→ Saved data entries
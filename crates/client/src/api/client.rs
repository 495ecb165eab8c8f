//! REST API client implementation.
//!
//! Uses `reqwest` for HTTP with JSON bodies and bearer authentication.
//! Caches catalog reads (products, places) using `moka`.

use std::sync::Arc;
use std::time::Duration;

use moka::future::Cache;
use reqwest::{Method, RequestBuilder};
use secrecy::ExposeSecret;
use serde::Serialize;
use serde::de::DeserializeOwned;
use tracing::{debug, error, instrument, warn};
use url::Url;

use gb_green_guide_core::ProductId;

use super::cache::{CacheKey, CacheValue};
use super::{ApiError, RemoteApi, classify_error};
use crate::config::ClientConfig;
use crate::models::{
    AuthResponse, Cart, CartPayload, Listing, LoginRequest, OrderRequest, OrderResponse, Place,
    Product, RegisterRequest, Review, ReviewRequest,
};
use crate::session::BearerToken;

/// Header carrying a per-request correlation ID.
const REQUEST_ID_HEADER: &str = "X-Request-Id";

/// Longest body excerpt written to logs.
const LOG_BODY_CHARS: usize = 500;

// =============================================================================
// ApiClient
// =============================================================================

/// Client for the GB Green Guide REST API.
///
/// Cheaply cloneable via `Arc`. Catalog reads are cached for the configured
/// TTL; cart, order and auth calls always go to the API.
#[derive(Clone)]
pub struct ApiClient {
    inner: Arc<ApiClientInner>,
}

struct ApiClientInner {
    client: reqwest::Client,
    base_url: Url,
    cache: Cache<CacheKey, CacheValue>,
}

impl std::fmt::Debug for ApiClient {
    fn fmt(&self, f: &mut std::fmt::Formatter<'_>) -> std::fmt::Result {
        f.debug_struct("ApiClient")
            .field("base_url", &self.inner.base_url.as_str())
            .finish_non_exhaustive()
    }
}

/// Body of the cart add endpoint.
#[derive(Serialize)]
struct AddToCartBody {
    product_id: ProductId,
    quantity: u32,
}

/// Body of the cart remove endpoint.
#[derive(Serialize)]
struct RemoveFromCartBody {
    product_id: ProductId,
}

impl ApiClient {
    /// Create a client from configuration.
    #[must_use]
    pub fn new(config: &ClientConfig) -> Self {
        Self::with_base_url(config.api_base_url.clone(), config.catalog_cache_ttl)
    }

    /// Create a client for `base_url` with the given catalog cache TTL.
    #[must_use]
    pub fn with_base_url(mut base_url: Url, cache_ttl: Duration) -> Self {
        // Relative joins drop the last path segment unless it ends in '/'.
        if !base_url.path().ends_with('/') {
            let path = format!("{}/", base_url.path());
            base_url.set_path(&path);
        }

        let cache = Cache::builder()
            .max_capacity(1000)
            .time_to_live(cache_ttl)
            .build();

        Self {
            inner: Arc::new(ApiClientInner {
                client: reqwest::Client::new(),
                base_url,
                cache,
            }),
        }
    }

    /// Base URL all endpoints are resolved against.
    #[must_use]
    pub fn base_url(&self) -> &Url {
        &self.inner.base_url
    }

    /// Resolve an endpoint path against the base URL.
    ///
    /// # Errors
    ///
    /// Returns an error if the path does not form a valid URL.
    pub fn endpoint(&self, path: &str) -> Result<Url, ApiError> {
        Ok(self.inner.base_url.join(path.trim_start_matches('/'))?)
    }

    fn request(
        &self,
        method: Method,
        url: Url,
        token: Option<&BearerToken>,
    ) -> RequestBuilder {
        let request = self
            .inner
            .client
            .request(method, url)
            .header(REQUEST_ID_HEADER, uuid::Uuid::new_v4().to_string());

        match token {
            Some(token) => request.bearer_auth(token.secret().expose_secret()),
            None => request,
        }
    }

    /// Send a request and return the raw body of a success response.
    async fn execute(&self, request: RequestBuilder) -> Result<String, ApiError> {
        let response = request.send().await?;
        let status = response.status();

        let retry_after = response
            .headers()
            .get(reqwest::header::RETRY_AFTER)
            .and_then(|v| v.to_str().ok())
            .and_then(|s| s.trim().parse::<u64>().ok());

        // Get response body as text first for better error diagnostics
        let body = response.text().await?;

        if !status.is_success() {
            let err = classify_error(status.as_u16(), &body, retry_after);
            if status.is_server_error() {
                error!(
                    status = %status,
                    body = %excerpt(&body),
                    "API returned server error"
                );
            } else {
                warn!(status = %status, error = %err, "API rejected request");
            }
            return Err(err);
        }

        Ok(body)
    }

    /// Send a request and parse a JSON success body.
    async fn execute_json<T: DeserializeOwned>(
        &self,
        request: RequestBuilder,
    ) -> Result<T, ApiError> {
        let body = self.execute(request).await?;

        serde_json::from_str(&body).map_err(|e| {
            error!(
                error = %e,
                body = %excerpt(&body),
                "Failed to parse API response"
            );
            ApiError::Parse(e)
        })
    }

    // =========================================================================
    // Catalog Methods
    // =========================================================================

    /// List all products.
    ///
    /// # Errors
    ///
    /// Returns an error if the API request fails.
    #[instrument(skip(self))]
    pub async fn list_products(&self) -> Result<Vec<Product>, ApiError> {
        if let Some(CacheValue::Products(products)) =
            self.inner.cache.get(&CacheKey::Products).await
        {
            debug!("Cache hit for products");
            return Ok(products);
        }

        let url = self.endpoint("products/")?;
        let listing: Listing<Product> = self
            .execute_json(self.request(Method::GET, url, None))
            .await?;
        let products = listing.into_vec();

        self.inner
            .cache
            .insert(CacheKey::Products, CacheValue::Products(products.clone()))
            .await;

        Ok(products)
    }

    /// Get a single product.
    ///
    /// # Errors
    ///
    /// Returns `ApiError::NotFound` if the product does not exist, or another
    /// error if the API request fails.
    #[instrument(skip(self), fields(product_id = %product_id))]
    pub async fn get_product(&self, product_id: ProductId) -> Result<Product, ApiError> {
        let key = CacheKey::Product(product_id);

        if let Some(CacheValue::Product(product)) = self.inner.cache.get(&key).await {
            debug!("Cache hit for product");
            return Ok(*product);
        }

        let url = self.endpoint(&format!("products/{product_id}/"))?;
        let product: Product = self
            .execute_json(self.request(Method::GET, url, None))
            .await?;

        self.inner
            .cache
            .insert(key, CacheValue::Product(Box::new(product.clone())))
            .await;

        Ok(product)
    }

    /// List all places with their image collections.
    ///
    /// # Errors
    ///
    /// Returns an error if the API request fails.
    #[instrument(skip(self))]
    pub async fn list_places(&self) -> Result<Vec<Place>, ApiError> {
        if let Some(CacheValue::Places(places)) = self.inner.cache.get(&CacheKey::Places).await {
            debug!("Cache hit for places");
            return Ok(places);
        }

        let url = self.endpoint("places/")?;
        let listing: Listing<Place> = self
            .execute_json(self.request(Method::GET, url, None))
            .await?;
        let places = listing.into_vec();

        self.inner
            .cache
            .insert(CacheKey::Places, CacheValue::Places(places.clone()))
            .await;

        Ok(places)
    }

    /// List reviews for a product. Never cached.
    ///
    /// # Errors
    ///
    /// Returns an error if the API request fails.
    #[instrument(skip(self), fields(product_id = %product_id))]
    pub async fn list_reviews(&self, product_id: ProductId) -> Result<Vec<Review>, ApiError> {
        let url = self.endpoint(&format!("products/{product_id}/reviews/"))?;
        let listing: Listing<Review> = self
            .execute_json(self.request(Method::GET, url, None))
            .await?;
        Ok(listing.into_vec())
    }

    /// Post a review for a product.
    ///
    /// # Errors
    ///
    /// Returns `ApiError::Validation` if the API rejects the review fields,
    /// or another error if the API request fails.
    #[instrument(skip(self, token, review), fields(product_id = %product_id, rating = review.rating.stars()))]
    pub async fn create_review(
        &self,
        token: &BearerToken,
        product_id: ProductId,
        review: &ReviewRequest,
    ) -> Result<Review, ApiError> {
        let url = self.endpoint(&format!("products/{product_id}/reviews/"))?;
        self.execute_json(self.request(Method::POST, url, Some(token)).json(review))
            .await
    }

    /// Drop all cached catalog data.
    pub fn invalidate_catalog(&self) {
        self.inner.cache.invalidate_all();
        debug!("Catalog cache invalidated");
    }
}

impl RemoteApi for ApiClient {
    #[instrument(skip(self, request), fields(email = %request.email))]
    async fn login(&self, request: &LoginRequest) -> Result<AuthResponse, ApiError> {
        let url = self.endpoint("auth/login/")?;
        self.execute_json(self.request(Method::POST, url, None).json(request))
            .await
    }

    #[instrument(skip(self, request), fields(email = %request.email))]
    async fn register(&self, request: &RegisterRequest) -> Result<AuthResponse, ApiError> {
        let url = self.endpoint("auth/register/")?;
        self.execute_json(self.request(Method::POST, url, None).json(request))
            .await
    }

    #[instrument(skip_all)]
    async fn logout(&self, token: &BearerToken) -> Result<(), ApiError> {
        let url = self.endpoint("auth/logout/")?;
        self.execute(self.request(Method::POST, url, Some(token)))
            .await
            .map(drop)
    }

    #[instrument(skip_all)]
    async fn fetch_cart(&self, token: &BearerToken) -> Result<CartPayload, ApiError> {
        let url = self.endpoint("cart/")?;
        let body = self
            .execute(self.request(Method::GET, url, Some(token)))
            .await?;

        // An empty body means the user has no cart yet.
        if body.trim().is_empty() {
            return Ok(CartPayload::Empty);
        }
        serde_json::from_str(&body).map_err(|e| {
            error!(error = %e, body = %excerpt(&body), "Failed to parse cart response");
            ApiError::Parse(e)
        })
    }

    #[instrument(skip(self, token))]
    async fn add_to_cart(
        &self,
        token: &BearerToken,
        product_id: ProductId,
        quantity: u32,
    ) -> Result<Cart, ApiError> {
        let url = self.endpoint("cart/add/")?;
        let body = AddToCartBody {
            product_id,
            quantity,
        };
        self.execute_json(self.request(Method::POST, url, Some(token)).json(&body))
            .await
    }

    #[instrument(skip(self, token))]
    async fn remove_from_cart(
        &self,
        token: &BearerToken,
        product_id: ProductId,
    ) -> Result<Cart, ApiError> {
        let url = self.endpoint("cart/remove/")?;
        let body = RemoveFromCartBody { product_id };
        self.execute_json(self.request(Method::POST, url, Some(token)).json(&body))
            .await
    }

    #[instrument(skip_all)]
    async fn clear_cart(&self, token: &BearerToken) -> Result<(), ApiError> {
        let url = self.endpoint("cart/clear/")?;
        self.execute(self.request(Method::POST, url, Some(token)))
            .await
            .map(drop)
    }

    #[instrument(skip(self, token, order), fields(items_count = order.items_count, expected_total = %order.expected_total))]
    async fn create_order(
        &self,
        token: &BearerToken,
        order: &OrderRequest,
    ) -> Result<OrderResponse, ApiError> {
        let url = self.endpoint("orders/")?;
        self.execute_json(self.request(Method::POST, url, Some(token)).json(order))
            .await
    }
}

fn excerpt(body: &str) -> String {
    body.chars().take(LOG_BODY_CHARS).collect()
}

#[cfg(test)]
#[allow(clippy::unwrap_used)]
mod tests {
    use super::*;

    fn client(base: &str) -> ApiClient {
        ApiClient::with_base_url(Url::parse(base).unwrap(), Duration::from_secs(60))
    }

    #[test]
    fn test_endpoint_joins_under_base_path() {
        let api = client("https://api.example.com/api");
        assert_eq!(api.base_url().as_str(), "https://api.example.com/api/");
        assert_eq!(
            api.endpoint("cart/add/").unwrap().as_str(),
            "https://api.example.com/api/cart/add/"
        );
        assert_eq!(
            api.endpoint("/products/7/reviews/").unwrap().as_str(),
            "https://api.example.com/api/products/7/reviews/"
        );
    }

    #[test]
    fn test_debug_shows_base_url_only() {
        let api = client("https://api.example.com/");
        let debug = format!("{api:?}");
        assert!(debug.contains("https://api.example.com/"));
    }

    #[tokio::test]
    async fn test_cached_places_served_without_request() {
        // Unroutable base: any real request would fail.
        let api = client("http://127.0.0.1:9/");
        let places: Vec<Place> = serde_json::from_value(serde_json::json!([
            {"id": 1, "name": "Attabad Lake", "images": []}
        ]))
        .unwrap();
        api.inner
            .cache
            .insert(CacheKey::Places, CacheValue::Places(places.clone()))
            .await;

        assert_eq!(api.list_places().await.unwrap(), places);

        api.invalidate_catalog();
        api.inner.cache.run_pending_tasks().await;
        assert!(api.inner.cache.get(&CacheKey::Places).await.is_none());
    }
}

→ WORK INSTRUCTION
Exactly how many lines of the data include the word "AddToCartBody"? Reply with that number only.

→ WRITTEN RESPONSE
2